(Saved entries)
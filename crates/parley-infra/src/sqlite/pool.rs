//! Split reader/writer SQLite pools.
//!
//! One writer connection serializes INSERT/UPDATE/DELETE in arrival order;
//! up to eight read-only connections serve SELECTs concurrently under WAL.

use std::path::{Path, PathBuf};
use std::str::FromStr;
use std::time::Duration;

use sqlx::sqlite::{SqliteConnectOptions, SqliteJournalMode, SqlitePool, SqlitePoolOptions};

const MAX_READERS: u32 = 8;
const BUSY_TIMEOUT: Duration = Duration::from_secs(5);
const WRITER_ACQUIRE_TIMEOUT: Duration = Duration::from_secs(10);

#[derive(Clone)]
pub struct DatabasePool {
    pub reader: SqlitePool,
    pub writer: SqlitePool,
}

impl DatabasePool {
    /// Open both pools, migrating through the writer before any reader
    /// connects.
    pub async fn new(database_url: &str) -> Result<Self, sqlx::Error> {
        let shared = SqliteConnectOptions::from_str(database_url)?
            .journal_mode(SqliteJournalMode::Wal)
            .foreign_keys(true)
            .busy_timeout(BUSY_TIMEOUT)
            .create_if_missing(true);

        let writer = SqlitePoolOptions::new()
            .max_connections(1)
            .acquire_timeout(WRITER_ACQUIRE_TIMEOUT)
            .connect_with(shared.clone())
            .await?;
        sqlx::migrate!("../../migrations").run(&writer).await?;

        let reader = SqlitePoolOptions::new()
            .max_connections(MAX_READERS)
            .connect_with(shared.read_only(true))
            .await?;

        Ok(Self { reader, writer })
    }

    /// Round-trip a trivial query on a reader connection.
    pub async fn ping(&self) -> Result<(), sqlx::Error> {
        sqlx::query("SELECT 1").execute(&self.reader).await?;
        Ok(())
    }

    /// Close both pools, waiting for checked-out connections to return.
    pub async fn close(&self) {
        self.reader.close().await;
        self.writer.close().await;
    }
}

/// Database URL under `PARLEY_DATA_DIR`, else `~/.parley/parley.db`.
pub fn default_database_url() -> String {
    let data_dir = std::env::var("PARLEY_DATA_DIR").unwrap_or_else(|_| {
        dirs::home_dir()
            .map(|home| home.join(".parley").display().to_string())
            .unwrap_or_else(|| ".parley".to_string())
    });
    format!("sqlite://{data_dir}/parley.db")
}

/// The file a `sqlite:` URL points at, or `None` for in-memory databases.
pub fn database_file(database_url: &str) -> Option<PathBuf> {
    let rest = database_url
        .strip_prefix("sqlite://")
        .or_else(|| database_url.strip_prefix("sqlite:"))?;
    let path = rest.split('?').next().unwrap_or_default();
    if path.is_empty() || path == ":memory:" {
        return None;
    }
    Some(PathBuf::from(path))
}

/// Create the directory holding the database file if it does not exist yet.
pub async fn ensure_database_dir(database_url: &str) -> std::io::Result<()> {
    let Some(file) = database_file(database_url) else {
        return Ok(());
    };
    match file.parent().filter(|p| !p.as_os_str().is_empty()) {
        Some(dir) if !Path::new(dir).exists() => tokio::fs::create_dir_all(dir).await,
        _ => Ok(()),
    }
}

▸ PROBLEM TO WORK ON:
Wherever a line of the data above contains "DatabasePool", copy that line.

▸ REPLY TO THE TASK:
pub struct DatabasePool {
impl DatabasePool {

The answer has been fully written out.